WHAT NEEDS TO BE DONE
Report back the lines in this listing that carry the string "PreemptionPolicy".

MATERIALS PROVIDED
____________

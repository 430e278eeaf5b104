//! 服务编排门面
//!
//! 对外暴露的所有操作都在这里：本地容器服务的启停、远程部署与巡检、
//! 平台兼容性查询。预期内的失败以 `{success:false, error}` 返回。

use serde::Serialize;
use std::collections::HashMap;
use std::sync::Arc;
use thiserror::Error;
use tokio::sync::Mutex;
use tracing::{info, warn};

use crate::domain::container::{ContainerState, StartOptions, StartOutcome};
use crate::domain::remote::{
    ConnectionTestResult, DeploymentResult, ErrorInfo, FleetReport, RemoteConfig,
};
use crate::domain::service::{DeploymentMode, Platform, ResolvedService};
use crate::domain::system::PlatformCompatibility;
use crate::error::ErrorCode;
use crate::infra::command::CommandExecutor;
use crate::infra::docker::ContainerEngine;
use crate::infra::health::HealthProbe;
use crate::infra::port::{PortPreemptor, PreemptionPolicy};
use crate::infra::ssh::RemoteConnector;
use crate::services::lifecycle::{ContainerLifecycleManager, LifecycleError, LifecycleSettings};
use crate::services::platform::collect_host_info;
use crate::services::registry::{RegistryError, ServiceRegistry};
use crate::services::remote::{DeployLog, RemoteDeploymentEngine, RemoteFleetMonitor, RemoteSettings};

/// 编排层错误
#[derive(Debug, Error)]
pub enum OrchestratorError {
    #[error("unknown service: {0}")]
    UnknownService(String),

    #[error("service {service} does not support docker mode on {platform}")]
    ModeUnsupported { service: String, platform: Platform },

    #[error(transparent)]
    Registry(#[from] RegistryError),

    #[error(transparent)]
    Lifecycle(#[from] LifecycleError),
}

impl ErrorCode for OrchestratorError {
    fn code(&self) -> &'static str {
        match self {
            OrchestratorError::UnknownService(_) => "unknown_service",
            OrchestratorError::ModeUnsupported { .. } => "mode_unsupported",
            OrchestratorError::Registry(e) => e.code(),
            OrchestratorError::Lifecycle(e) => e.code(),
        }
    }

    fn details(&self) -> Option<String> {
        match self {
            OrchestratorError::Registry(e) => e.details(),
            OrchestratorError::Lifecycle(e) => e.details(),
            _ => None,
        }
    }
}

/// 操作结果：成功时展开结果字段，失败时带结构化错误
#[derive(Debug, Serialize)]
pub struct OperationResult<T> {
    pub success: bool,
    #[serde(flatten)]
    pub result: Option<T>,
    #[serde(skip_serializing_if = "Option::is_none")]
    pub error: Option<ErrorInfo>,
}

impl<T> OperationResult<T> {
    pub fn ok(result: T) -> Self {
        Self {
            success: true,
            result: Some(result),
            error: None,
        }
    }

    pub fn failed(error: ErrorInfo) -> Self {
        Self {
            success: false,
            result: None,
            error: Some(error),
        }
    }

    fn from_result<E: ErrorCode>(result: Result<T, E>) -> Self {
        match result {
            Ok(value) => Self::ok(value),
            Err(e) => Self::failed(e.to_error_info()),
        }
    }
}

#[derive(Debug, Clone, Serialize)]
pub struct StopOutcome {
    pub service: String,
    /// 之前是否在运行
    pub stopped: bool,
}

#[derive(Debug, Clone, Serialize)]
pub struct ServiceLogs {
    pub service: String,
    pub lines: Vec<String>,
}

#[derive(Debug, Clone, Serialize)]
pub struct ResolvedServices {
    pub platform: Platform,
    pub services: Vec<ResolvedService>,
}

/// 外部依赖
pub struct Backends {
    pub engine: Arc<dyn ContainerEngine>,
    pub probe: Arc<dyn HealthProbe>,
    /// 本机命令执行（硬件探测、端口抢占）
    pub executor: Arc<dyn CommandExecutor>,
    pub connector: Arc<dyn RemoteConnector>,
}

#[derive(Clone, Debug)]
pub struct OrchestratorSettings {
    pub lifecycle: LifecycleSettings,
    pub remote: RemoteSettings,
    pub preemption: PreemptionPolicy,
}

/// 服务编排器
pub struct ServiceOrchestrator {
    registry: ServiceRegistry,
    engine: Arc<dyn ContainerEngine>,
    probe: Arc<dyn HealthProbe>,
    executor: Arc<dyn CommandExecutor>,
    preemptor: Arc<PortPreemptor>,
    lifecycle: LifecycleSettings,
    remote: RemoteDeploymentEngine,
    monitor: RemoteFleetMonitor,
    /// 同名服务的操作串行执行
    locks: std::sync::Mutex<HashMap<String, Arc<Mutex<()>>>>,
}

impl ServiceOrchestrator {
    pub fn new(registry: ServiceRegistry, backends: Backends, settings: OrchestratorSettings) -> Self {
        let preemptor = Arc::new(PortPreemptor::new(
            backends.executor.clone(),
            settings.lifecycle.platform,
            settings.preemption,
        ));
        Self {
            registry,
            engine: backends.engine,
            probe: backends.probe,
            executor: backends.executor,
            preemptor,
            lifecycle: settings.lifecycle,
            remote: RemoteDeploymentEngine::new(backends.connector.clone(), settings.remote.clone()),
            monitor: RemoteFleetMonitor::new(backends.connector, settings.remote),
            locks: std::sync::Mutex::new(HashMap::new()),
        }
    }

    pub fn registry(&self) -> &ServiceRegistry {
        &self.registry
    }

    pub fn platform(&self) -> Platform {
        self.lifecycle.platform
    }

    /// 每个已注册服务一把锁，未知名字不占表项
    fn lock_for(&self, service: &str) -> Result<Arc<Mutex<()>>, OrchestratorError> {
        if self.registry.get(service).is_none() {
            return Err(OrchestratorError::UnknownService(service.to_string()));
        }
        let mut locks = self
            .locks
            .lock()
            .unwrap_or_else(|poisoned| poisoned.into_inner());
        Ok(locks
            .entry(service.to_string())
            .or_insert_with(|| Arc::new(Mutex::new(())))
            .clone())
    }

    fn manager(&self, service: &str) -> Result<ContainerLifecycleManager, OrchestratorError> {
        let definition = self
            .registry
            .get(service)
            .cloned()
            .ok_or_else(|| OrchestratorError::UnknownService(service.to_string()))?;
        Ok(ContainerLifecycleManager::new(
            definition,
            self.engine.clone(),
            self.probe.clone(),
            self.executor.clone(),
            Some(self.preemptor.clone()),
            self.lifecycle.clone(),
        )?)
    }

    fn ensure_docker_mode(&self, service: &str) -> Result<(), OrchestratorError> {
        if self.registry.get(service).is_none() {
            return Err(OrchestratorError::UnknownService(service.to_string()));
        }
        if !self
            .registry
            .is_mode_supported(service, DeploymentMode::Docker, self.lifecycle.platform)
        {
            return Err(OrchestratorError::ModeUnsupported {
                service: service.to_string(),
                platform: self.lifecycle.platform,
            });
        }
        Ok(())
    }

    // ========== 远程 ==========

    pub async fn test_remote_setup(&self, config: &RemoteConfig) -> ConnectionTestResult {
        self.remote.test_connection(config).await
    }

    pub async fn deploy_remote(&self, config: &RemoteConfig, log: DeployLog) -> DeploymentResult {
        info!(target = %config.target(), hardware = ?config.hardware_type, "Remote deployment requested");
        self.remote.deploy(config, log).await
    }

    pub async fn monitor_remote(&self, config: &RemoteConfig) -> FleetReport {
        self.monitor.monitor(config).await
    }

    // ========== 本地容器服务 ==========

    pub async fn start_local_service(
        &self,
        service: &str,
        options: &StartOptions,
    ) -> OperationResult<StartOutcome> {
        let result = async {
            let lock = self.lock_for(service)?;
            let _serial = lock.lock().await;
            self.ensure_docker_mode(service)?;
            Ok::<_, OrchestratorError>(self.manager(service)?.start(options).await?)
        }
        .await;
        if let Err(ref e) = result {
            warn!(service = %service, error = %e, "Start failed");
        }
        OperationResult::from_result(result)
    }

    pub async fn stop_local_service(&self, service: &str) -> OperationResult<StopOutcome> {
        let result = async {
            let lock = self.lock_for(service)?;
            let _serial = lock.lock().await;
            let stopped = self.manager(service)?.stop().await?;
            Ok::<_, OrchestratorError>(StopOutcome {
                service: service.to_string(),
                stopped,
            })
        }
        .await;
        OperationResult::from_result(result)
    }

    pub async fn restart_local_service(&self, service: &str) -> OperationResult<StartOutcome> {
        let result = async {
            let lock = self.lock_for(service)?;
            let _serial = lock.lock().await;
            self.ensure_docker_mode(service)?;
            Ok::<_, OrchestratorError>(
                self.manager(service)?
                    .restart(&StartOptions::default())
                    .await?,
            )
        }
        .await;
        OperationResult::from_result(result)
    }

    /// 停止并删除容器
    pub async fn remove_local_service(&self, service: &str) -> OperationResult<StopOutcome> {
        let result = async {
            let lock = self.lock_for(service)?;
            let _serial = lock.lock().await;
            let stopped = self.manager(service)?.remove().await?;
            Ok::<_, OrchestratorError>(StopOutcome {
                service: service.to_string(),
                stopped,
            })
        }
        .await;
        OperationResult::from_result(result)
    }

    pub async fn get_service_status(&self, service: &str) -> OperationResult<ContainerState> {
        let result = match self.manager(service) {
            Ok(manager) => Ok(manager.status().await),
            Err(e) => Err(e),
        };
        OperationResult::from_result(result)
    }

    pub async fn get_service_logs(&self, service: &str, tail: usize) -> OperationResult<ServiceLogs> {
        let result = async {
            let lines = self.manager(service)?.logs(tail).await?;
            Ok::<_, OrchestratorError>(ServiceLogs {
                service: service.to_string(),
                lines,
            })
        }
        .await;
        OperationResult::from_result(result)
    }

    // ========== 注册表 ==========

    pub fn get_platform_compatibility(&self) -> OperationResult<PlatformCompatibility> {
        OperationResult::ok(self.registry.compatibility_report(collect_host_info()))
    }

    pub fn resolve_compatible_services(
        &self,
        features: &[String],
        preferred_mode: Option<DeploymentMode>,
    ) -> OperationResult<ResolvedServices> {
        let platform = self.lifecycle.platform;
        let result = self
            .registry
            .resolve_compatible_services(features, preferred_mode, platform)
            .map(|services| ResolvedServices { platform, services });
        OperationResult::from_result(result)
    }
}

____________

SOLVED EXERCISE
use crate::infra::port::{PortPreemptor, PreemptionPolicy};
    pub preemption: PreemptionPolicy,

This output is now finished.